Le 27 novembre 1942, aux premières lueurs du jour, la flotte française se saborde en rade de Toulon. A 5h25 du matin, d'énormes explosions raisonnent sur la Ville et sur la Rade. Les toulonnais croient en un terrible bombardement et pour certains en un tremblement de terre. En quelques minutes 90 % de la flotte est détruite. Tous les grands bâtiments de combat sont coulés et irrécupérables. Certains navires brûleront pendant plusieurs jours. Histoire d'un sabordage...
Le Sabordage de la flotte française, résulte du débarquement allié en Afrique du Nord 3 semaines auparavant. En premier lieu, ce débarquement avait entraîné l'invasion par les troupes allemandes de la zone sud jusqu'alors non-occupée. Violation de l'armistice signé à Rethondes en juin 1940, cette invasion pose la question du devenir des navires de guerre français, en rade de Toulon depuis la fin des hostilités avec l'Allemagne.
Trois solutions sont envisageables : le départ de la flotte pour l'Afrique du Nord afin de continuer le combat aux côtés des Alliés ; la récupération des navires par l'Allemagne ; ou le sabordage de la flotte pour éviter qu'elle ne tombe aux mains des Allemands, conformément au plan prévu dès le 20 juin 1940 par l'Amiral Darlan.
Prétextant le débarquement allié en Afrique du Nord, Hitler souhaite en réalité mettre en application l'opération " Lila " visant à désarmer l'armée d'armistice et à s'emparer par surprise de la flotte. Ignorant ce plan, l'Amiral Laborde, dont l'anglophobie est notoire et par fidélité au maréchal Pétain, refuse de faire appareiller les bâtiments pour le Maroc et l'Algérie. D'autant que, le 18 novembre, les Allemands semblent prêts à accepter l'idée du maintien d'un camp retranché à Toulon, composé des troupes françaises de l'armée d'armistice.

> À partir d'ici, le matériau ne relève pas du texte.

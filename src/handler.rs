use std::error::Error;

use crate::Job;

/// Boxed error a handler may return.
pub type BoxError = Box<dyn Error + Send + Sync + 'static>;

/// Return type of [`Handler::handle`].
pub type HandlerResult<R> = std::result::Result<R, BoxError>;

/// Processes jobs on behalf of a pool.
///
/// One handler instance is shared by every worker, so `handle` may run on
/// several threads at once. State the handler mutates must be protected by
/// the handler itself; the pool does not serialize calls.
///
/// Closures of the form `Fn(Job<T>) -> HandlerResult<R>` implement this
/// trait.
pub trait Handler<T, R>: Send + Sync + 'static {
    /// Processes one job.
    ///
    /// An `Err` is reported as a failed result and the worker moves on.
    fn handle(&self, job: Job<T>) -> HandlerResult<R>;
}

impl<T, R, F> Handler<T, R> for F
where
    F: Fn(Job<T>) -> HandlerResult<R> + Send + Sync + 'static,
{
    fn handle(&self, job: Job<T>) -> HandlerResult<R> {
        self(job)
    }
}
//! The bounded worker pool.
//!
//! A pool runs a fixed number of worker threads over one shared intake
//! queue. Each job goes to exactly one worker and yields exactly one
//! [`JobResult`]. Shutdown follows a single-owner discipline:
//!
//! * the coordinator (the owner of the [`WorkerPool`]) closes the intake;
//! * workers exit once the intake is closed and drained, and signal a
//!   completion barrier;
//! * a supervisor thread waits on that barrier and only then closes the
//!   result stream.
//!
//! Closing a queue twice, or submitting after the intake is closed, is
//! reported as an error rather than ignored.

use std::sync::atomic::{AtomicU64, Ordering};
use std::sync::Arc;
use std::thread::JoinHandle;

use crossbeam::channel::{self, Receiver};
use crossbeam::sync::WaitGroup;
use log::{debug, error, warn};

use crate::{Handler, Job, JobId, JobResult, PoolConfig, PoolError, Resequence, Result};

mod feeder;
mod gate;
mod shutdown;
mod worker;

use self::feeder::spawn_feeder;
use self::gate::{Gate, GateKind};
use self::shutdown::spawn_supervisor;
use self::worker::Worker;

/// A submit-only handle to a pool's intake.
///
/// Handles can be cloned and moved to producer threads. They cannot close
/// the intake; that is left to the [`WorkerPool`] owner.
pub struct Intake<T> {
    gate: Arc<Gate<Job<T>>>,
    next_id: Arc<AtomicU64>,
}

impl<T> Clone for Intake<T> {
    fn clone(&self) -> Self {
        Intake {
            gate: self.gate.clone(),
            next_id: self.next_id.clone(),
        }
    }
}

impl<T> Intake<T> {
    /// Submits a payload as a job without a sequence number.
    pub fn submit(&self, payload: T) -> Result<JobId> {
        self.submit_job(Job::new(payload))
    }

    /// Submits a job, assigning it a fresh id.
    ///
    /// Blocks while a bounded intake is full. Fails with
    /// [`PoolError::IntakeClosed`] once the intake has been closed.
    pub fn submit_job(&self, job: Job<T>) -> Result<JobId> {
        if self.gate.is_closed() {
            return Err(PoolError::IntakeClosed);
        }
        let id = JobId(self.next_id.fetch_add(1, Ordering::Relaxed));
        self.gate.send(job.assign_id(id))?;
        Ok(id)
    }

    /// Returns `true` once the intake has been closed.
    pub fn is_closed(&self) -> bool {
        self.gate.is_closed()
    }

    pub(crate) fn close(&self) -> Result<()> {
        self.gate.close()
    }
}

/// The coordinator's handle to a running pool.
///
/// Dropping a pool whose result stream was never taken closes its intake
/// (if still open) so the worker threads can exit. Once the stream has been
/// taken, closing the intake is the coordinator's job alone.
pub struct WorkerPool<T, R> {
    intake: Intake<T>,
    results: Option<Receiver<JobResult<R>>>,
    supervisor: Option<JoinHandle<()>>,
    workers: usize,
    thread_name: String,
}

impl<T, R> WorkerPool<T, R>
where
    T: Send + 'static,
    R: Send + 'static,
{
    /// Starts `workers` workers over unbounded queues.
    ///
    /// # Errors
    ///
    /// Returns [`PoolError::InvalidWorkerCount`] if `workers` is 0, before
    /// any thread is started.
    pub fn start<H: Handler<T, R>>(workers: usize, handler: H) -> Result<Self> {
        Self::with_config(PoolConfig::new(workers), handler)
    }

    /// Starts a pool from a full [`PoolConfig`].
    pub fn with_config<H: Handler<T, R>>(config: PoolConfig, handler: H) -> Result<Self> {
        config.validate()?;

        let (job_tx, job_rx) = match config.intake_capacity {
            Some(cap) => channel::bounded(cap),
            None => channel::unbounded(),
        };
        let (result_tx, result_rx) = match config.result_capacity {
            Some(cap) => channel::bounded(cap),
            None => channel::unbounded(),
        };

        let intake = Intake {
            gate: Arc::new(Gate::new(GateKind::Intake, job_tx)),
            next_id: Arc::new(AtomicU64::new(0)),
        };
        let results = Gate::new(GateKind::Results, result_tx);
        let handler = Arc::new(handler);
        let done = WaitGroup::new();

        for index in 0..config.workers {
            let worker = Worker {
                index,
                jobs: job_rx.clone(),
                results: results.sender()?,
                handler: handler.clone(),
                done: done.clone(),
            };
            if let Err(e) = worker.spawn(format!("{}-worker-{index}", config.thread_name)) {
                // Let the workers already running drain out.
                intake.close()?;
                return Err(PoolError::Spawn(e));
            }
        }
        drop(job_rx);

        let supervisor_name = format!("{}-supervisor", config.thread_name);
        let supervisor = match spawn_supervisor(supervisor_name, done, results) {
            Ok(handle) => handle,
            Err(e) => {
                intake.close()?;
                return Err(PoolError::Spawn(e));
            }
        };
        debug!("Started pool with {} workers", config.workers);

        Ok(WorkerPool {
            intake,
            results: Some(result_rx),
            supervisor: Some(supervisor),
            workers: config.workers,
            thread_name: config.thread_name,
        })
    }

    /// Starts a pool fed from `jobs` and returns its result stream.
    ///
    /// A feeder thread submits every job and then closes the intake, so
    /// results can be consumed while jobs are still being produced.
    pub fn from_source<H, I>(workers: usize, jobs: I, handler: H) -> Result<Drain<R>>
    where
        H: Handler<T, R>,
        I: IntoIterator<Item = Job<T>>,
        I::IntoIter: Send + 'static,
    {
        let mut pool = Self::start(workers, handler)?;
        pool.feed(jobs.into_iter().map(Ok))?;
        pool.drain()
    }

    /// Starts a feeder thread over a fallible source. The feeder closes the
    /// intake when the source ends or fails.
    pub(crate) fn feed<I>(&self, jobs: I) -> Result<JoinHandle<Result<u64>>>
    where
        I: IntoIterator<Item = Result<Job<T>>> + Send + 'static,
    {
        let name = format!("{}-feeder", self.thread_name);
        spawn_feeder(name, self.intake(), jobs)
    }
}

impl<T, R> WorkerPool<T, R> {
    /// Submits a payload as a job without a sequence number.
    pub fn submit(&self, payload: T) -> Result<JobId> {
        self.intake.submit(payload)
    }

    /// Submits a job. See [`Intake::submit_job`].
    pub fn submit_job(&self, job: Job<T>) -> Result<JobId> {
        self.intake.submit_job(job)
    }

    /// Returns a submit-only handle for producer threads.
    pub fn intake(&self) -> Intake<T> {
        self.intake.clone()
    }

    /// Signals that no further jobs will be submitted.
    ///
    /// # Errors
    ///
    /// Returns [`PoolError::IntakeAlreadyClosed`] on a second call.
    pub fn close_intake(&self) -> Result<()> {
        self.intake.close()?;
        debug!("Intake closed");
        Ok(())
    }

    /// Number of workers the pool was started with.
    pub fn worker_count(&self) -> usize {
        self.workers
    }

    /// Takes the pool's result stream.
    ///
    /// The stream yields results as workers produce them and ends once every
    /// worker has exited. The intake must be closed, by this handle or a
    /// feeder, for the stream to end. The pool stays usable for submitting
    /// and closing while the stream is consumed elsewhere.
    ///
    /// # Errors
    ///
    /// Returns [`PoolError::AlreadyDrained`] if the stream was already taken.
    pub fn drain(&mut self) -> Result<Drain<R>> {
        let results = self.results.take().ok_or(PoolError::AlreadyDrained)?;
        Ok(Drain {
            results: Some(results),
            supervisor: self.supervisor.take(),
        })
    }
}

impl<T, R> Drop for WorkerPool<T, R> {
    fn drop(&mut self) {
        if self.results.is_some() && !self.intake.is_closed() {
            warn!("Worker pool dropped with an open intake, closing it");
            if let Err(e) = self.intake.close() {
                error!("{e}");
            }
        }
    }
}

/// The result stream of a pool.
///
/// A finite, non-restartable iterator: `next` blocks until a result arrives
/// and returns `None` once the supervisor has closed the stream.
pub struct Drain<R> {
    results: Option<Receiver<JobResult<R>>>,
    supervisor: Option<JoinHandle<()>>,
}

impl<R> Drain<R> {
    /// Yields results in sequence-number order starting from 0.
    pub fn resequenced(self) -> Resequence<Self, R> {
        Resequence::new(self)
    }
}

impl<R> Iterator for Drain<R> {
    type Item = JobResult<R>;

    fn next(&mut self) -> Option<JobResult<R>> {
        let results = self.results.as_ref()?;
        match results.recv() {
            Ok(result) => Some(result),
            Err(_) => {
                self.results = None;
                if let Some(handle) = self.supervisor.take() {
                    if handle.join().is_err() {
                        error!("Pool supervisor panicked");
                    }
                }
                None
            }
        }
    }
}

Mais cette manœuvre n'est qu'un leurre destiné à faire gagner du temps aux troupes allemandes dans leurs préparatifs militaires. L'opération " Lila " est définitivement élaborée le 24 novembre à Marseille.
3 jours plus tard, le 27 novembre 1942, l'armée allemande attaque Toulon par les airs, la terre et la mer. A l'aube, la division SS " Das Reich ", la 7e PZD, la 3e Luftflotte, 200 marins de la Kriegsmarine attaquent l'Arsenal et une escadrille de Stukas est chargée de tirer sur les navires qui tenteraient de fuir.
A 4h30, le préfet maritime l'amiral Marquis est arrêté au fort Lamalgue. Un de ses adjoints réussit à fuir et à avertir "le Strasbourg", navire-amiral de Laborde. Surpris de ce coup de force, ce dernier donne l'ordre de sabordage à 5h25. En quelques minutes, de violentes explosions retentissent. Certains navires comme les croiseurs "Algérie", "la Marseillaise" ou "le Dupleix" brûleront pendant plusieurs jours. Du côté du Mourillon, 5 sous-marins, refusant d'obéir aux ordres, parviennent à franchir les passes du port militaire malgré les champs de mines magnétiques et les bombardements ennemis. Deux rallieront Alger (le Casabianca et le Marsouin), un Oran (Le Glorieux), un autre trouvera refuge à Barcelone (L'Iris) et le dernier (la Vénus) préférera se saborder en grande rade. Un seul bâtiment de surface, le Leonor Fresnel, ralliera Alger après s'être échappé des Salins d'Hyères.
La réussite du sabordage provient d'une erreur dans le commandement allemand mais également des "combats " engagés par les troupes françaises pour empêcher les Allemands d'approcher des navires. En acceptant ce sacrifice, la marine a respecté son serment de 1940 : ne jamais livrer la flotte à des mains étrangères.
Le bilan matériel est lourd : 90 bâtiments mis hors d'état de combattre, soit plus de la moitié de la flotte française. Ce sont au total 235 000 tonnes sabordées dont 3 cuirassés, 7 croiseurs, 15 contre-torpilleurs, 13 torpilleurs, 6 avisos, 12 sous-marins, 9 patrouilleurs et dragueurs, 19 bâtiments de servitude, 1 bâtiment-école, 28 remorqueurs et 4 docks de levage.